In range of my target, I prepare myself for what will be one of the most basic, while at the same time complex, attacks I have ever performed. Step 1 is old-school, and I handle it with practiced fluidity. Holding on to Lyons’s back with one hand, I reach into my pocket with the other, gripping the oscillium handle of the coiled garrote. I pull the line from my pocket, leap higher, and swing the line downward. As my jump reaches its pinnacle, the second handle swings down and around Lyons’s neck. I pluck it from the air with my free hand — and drop. Pulling the line tight with all of my weight and strength around Lyons’s neck.
Now comes the hard part.
While oscillium can reside in one frequency of reality, or all frequencies simultaneously, biological creatures — human and Dread — reside in one dimension at a time. And right now, the garrote resides in whichever frequency I am in, coming along for the ride. While I’ve been able to look into both dimensions at once, I simply changed the perception of one eye. What I need to do now is different, because in a second Lyons is going to slip back into the real world, and I need to keep my weight on the line. So I shift part of me and then all of me, not between frequencies, but into
White-hot agony tears through my body and mind, but I never relinquish my grip. Lyons’s roar becomes a choked gurgle, and he shifts back to the real world.
But I’m already there, pulling on him.
He goes back to the Dread world, where I still exist, having never left. I physically and mentally experience all frequencies of human and Dread realities. The sensation is nearly overwhelming, but there is also a kind of energy in the place, painful but powerful, and it sees me through until Lyons’s body quivers and buckles.
He falls to his knees, landing in the Dread swamp. Still, I cling and pull. The oscillium wire slips through Lyons’s flesh, cutting through veins, sinews, vocal cords, and larynx. The life goes out of him and the monster tumbles back, falling toward the water with me on his back.
I leave the mirror world behind and am flung back onto the concrete walkway, eyes still trained on all frequencies. I watch as Lyons topples over, falling through me to land, with a splash, in the Dread swamp. Glowing red blood seeps from his ruined neck, pluming out into the dark water. I get to my feet, watching both worlds as Maya falls to her knees, hand to her mouth, weeping for the monster that raised her.

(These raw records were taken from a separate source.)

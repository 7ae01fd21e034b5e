//! Staleness detection and the auto-sync gate.
//!
//! `find` runs the gate before searching unless the user opts out. The gate
//! never aborts the search: when the refresh fails, the outcome carries a
//! classified error for a stderr warning and the search proceeds against
//! the last consistent state.

use crate::detect::LAST_TREE_SHA_KEY;
use crate::errors::{EmberError, Result};
use crate::git::Vcs;
use crate::store::Store;
use crate::types::IndexResponse;

/// Coarse classification for sync failures, used to phrase the warning.
#[derive(Debug, Clone, Copy, PartialEq, Eq)]
pub enum SyncErrorKind {
    Permission,
    Database,
    Git,
    Unknown,
}

/// Classify an error for the gate's warning line. Typed variants map
/// directly; untyped ones fall back to keyword inspection of the message,
/// which catches git trouble surfacing through generic error paths.
pub fn classify_sync_error(err: &EmberError) -> SyncErrorKind {
    match err {
        EmberError::Permission(_) => SyncErrorKind::Permission,
        EmberError::Database(_) => SyncErrorKind::Database,
        EmberError::NotARepository(_)
        | EmberError::NoCommitsYet
        | EmberError::InvalidRef { .. }
        | EmberError::FileNotFoundAtRef { .. }
        | EmberError::IndexRestorationFailed(_)
        | EmberError::Git(_) => SyncErrorKind::Git,
        other => {
            let message = other.to_string().to_lowercase();
            const GIT_KEYWORDS: [&str; 5] = ["git", "repository", "ref", "commit", "tree"];
            if GIT_KEYWORDS.iter().any(|k| message.contains(k)) {
                SyncErrorKind::Git
            } else {
                SyncErrorKind::Unknown
            }
        }
    }
}

/// What the gate did, for reporting on stderr.
#[derive(Debug, Clone, Default)]
pub struct SyncOutcome {
    /// True when a sync actually ran and succeeded.
    pub synced: bool,
    pub files_indexed: usize,
    pub error: Option<String>,
    pub error_kind: Option<SyncErrorKind>,
}

pub struct SyncService<'a> {
    vcs: &'a dyn Vcs,
    store: &'a Store,
}

impl<'a> SyncService<'a> {
    pub fn new(vcs: &'a dyn Vcs, store: &'a Store) -> Self {
        Self { vcs, store }
    }

    /// Stale iff the worktree tree SHA differs from the last indexed one.
    /// An index that has never synced is stale by definition.
    pub fn is_stale(&self) -> Result<bool> {
        let current = self.vcs.worktree_tree_sha()?;
        let last = self.store.meta_get(LAST_TREE_SHA_KEY)?;
        Ok(last.as_deref() != Some(current.as_str()))
    }

    /// The staleness gate: check, and when stale run `run_sync`. All
    /// failures are downgraded into the outcome — searching last-good state
    /// beats refusing to search.
    pub fn ensure_synced<F>(&self, run_sync: F) -> SyncOutcome
    where
        F: FnOnce() -> Result<IndexResponse>,
    {
        let stale = match self.is_stale() {
            Ok(stale) => stale,
            Err(e) => {
                return SyncOutcome {
                    error_kind: Some(classify_sync_error(&e)),
                    error: Some(e.to_string()),
                    ..SyncOutcome::default()
                };
            }
        };
        if !stale {
            return SyncOutcome::default();
        }
        match run_sync() {
            Ok(response) => SyncOutcome {
                synced: true,
                files_indexed: response.files_indexed,
                ..SyncOutcome::default()
            },
            Err(e) => SyncOutcome {
                error_kind: Some(classify_sync_error(&e)),
                error: Some(e.to_string()),
                ..SyncOutcome::default()
            },
        }
    }
}

#[cfg(test)]
mod tests {
    use super::*;
    use crate::git::FileChange;
    use std::path::{Path, PathBuf};

    struct StubVcs {
        sha: std::result::Result<String, ()>,
    }

    impl Vcs for StubVcs {
        fn tree_sha(&self, _r: &str) -> Result<String> {
            self.worktree_tree_sha()
        }
        fn worktree_tree_sha(&self) -> Result<String> {
            self.sha
                .clone()
                .map_err(|()| EmberError::Git("tree lookup failed".into()))
        }
        fn list_tracked_files(&self) -> Result<Vec<PathBuf>> {
            Ok(vec![])
        }
        fn list_files_at(&self, _r: &str) -> Result<Vec<PathBuf>> {
            Ok(vec![])
        }
        fn diff_files(&self, _f: Option<&str>, _t: &str) -> Result<Vec<FileChange>> {
            Ok(vec![])
        }
        fn file_content(&self, _p: &Path, _r: &str) -> Result<Vec<u8>> {
            Ok(vec![])
        }
        fn resolve_commit(&self, _r: &str) -> Result<String> {
            Ok("c".into())
        }
    }

    #[test]
    fn staleness_is_sha_inequality() {
        let vcs = StubVcs {
            sha: Ok("now".into()),
        };
        let store = Store::open_in_memory().unwrap();
        let service = SyncService::new(&vcs, &store);

        // Never synced: stale.
        assert!(service.is_stale().unwrap());

        store.meta_set(LAST_TREE_SHA_KEY, "now").unwrap();
        assert!(!service.is_stale().unwrap());

        store.meta_set(LAST_TREE_SHA_KEY, "older").unwrap();
        assert!(service.is_stale().unwrap());
    }

    #[test]
    fn gate_skips_sync_when_fresh() {
        let vcs = StubVcs {
            sha: Ok("now".into()),
        };
        let store = Store::open_in_memory().unwrap();
        store.meta_set(LAST_TREE_SHA_KEY, "now").unwrap();
        let service = SyncService::new(&vcs, &store);

        let outcome = service.ensure_synced(|| panic!("must not sync when fresh"));
        assert!(!outcome.synced);
        assert!(outcome.error.is_none());
    }

    #[test]
    fn gate_runs_sync_when_stale() {
        let vcs = StubVcs {
            sha: Ok("now".into()),
        };
        let store = Store::open_in_memory().unwrap();
        let service = SyncService::new(&vcs, &store);

        let outcome = service.ensure_synced(|| {
            Ok(IndexResponse {
                files_indexed: 3,
                ..IndexResponse::default()
            })
        });
        assert!(outcome.synced);
        assert_eq!(outcome.files_indexed, 3);
    }

    #[test]
    fn gate_downgrades_sync_failures() {
        let vcs = StubVcs {
            sha: Ok("now".into()),
        };
        let store = Store::open_in_memory().unwrap();
        let service = SyncService::new(&vcs, &store);

        let outcome =
            service.ensure_synced(|| Err(EmberError::Database("disk image is malformed".into())));
        assert!(!outcome.synced);
        assert_eq!(outcome.error_kind, Some(SyncErrorKind::Database));
        assert!(outcome.error.unwrap().contains("malformed"));
    }

    #[test]
    fn gate_downgrades_staleness_check_failures() {
        let vcs = StubVcs { sha: Err(()) };
        let store = Store::open_in_memory().unwrap();
        let service = SyncService::new(&vcs, &store);

        let outcome = service.ensure_synced(|| panic!("staleness check already failed"));
        assert_eq!(outcome.error_kind, Some(SyncErrorKind::Git));
    }

    #[test]
    fn classification_table() {
        assert_eq!(
            classify_sync_error(&EmberError::Permission("denied".into())),
            SyncErrorKind::Permission
        );
        assert_eq!(
            classify_sync_error(&EmberError::Database("locked".into())),
            SyncErrorKind::Database
        );
        assert_eq!(
            classify_sync_error(&EmberError::NoCommitsYet),
            SyncErrorKind::Git
        );
        assert_eq!(
            classify_sync_error(&EmberError::Git("object not found".into())),
            SyncErrorKind::Git
        );
        // Keyword inspection on untyped errors.
        assert_eq!(
            classify_sync_error(&EmberError::Unknown("bad ref in walk".into())),
            SyncErrorKind::Git
        );
        assert_eq!(
            classify_sync_error(&EmberError::Unknown("out of cheese".into())),
            SyncErrorKind::Unknown
        );
    }
}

I walk over the solid Storyland pavement, finding Faithful, which I stop to pick up and sheath on my back. Then I step up to Maya, the woman I forgot, betrayed, remembered, and never really stopped loving, and fall to my knees. When I slip back into the mirror world, she flinches back in surprise, but I don’t see fear in her eyes. Is that what they did to her? Did they make her like me?
“You’re not afraid?” I ask.
“Of you? Never.” She falls forward, wrapping her arms around me. We stay there, immersed in the swamp of a mirror dimension, holding each other for several minutes.
“It wasn’t your fault,” I say, jumping straight to the crux of that matter that took her from me.
“I know,” she says, squeezing me harder, which still isn’t very hard. Suddenly aware of her fragile state, not to mention the fact that I’m probably bleeding out, I take one last look around.
The Dread watch us with quiet fascination.
“Are we done?” I ask, the question as much about me and Maya as the rest of the world on the brink of annihilation.
When I get no response or even a quizzical look, I shout the words, sending a burst of fear in all directions — except Maya’s. “Are we done!”
The reply comes as a whisper in my mind. “It is finished.”
I sag in Maya’s arms. “Love you.”
By the time she replies, we’re kneeling on the concrete walkway of Storyland, breathing ammonia-free air in a world freed from dread.
EPILOGUE
Cobb found us ten minutes later. He’d managed to get the mircrowave bomb to a bank. Once he revealed he was carrying a bomb that would cook everyone and everything within a mile unless it was contained inside something metal and grounded, the manager let him put it inside the vault. Under normal circumstances, I doubt the manager would have believed the story, but the whole world was hopped up on fear. Cobb saved the city and helped save the world without ever setting foot in the mirror world, which is fine by him. We’ve remained friends, but he wanted no part in what I’m up to today.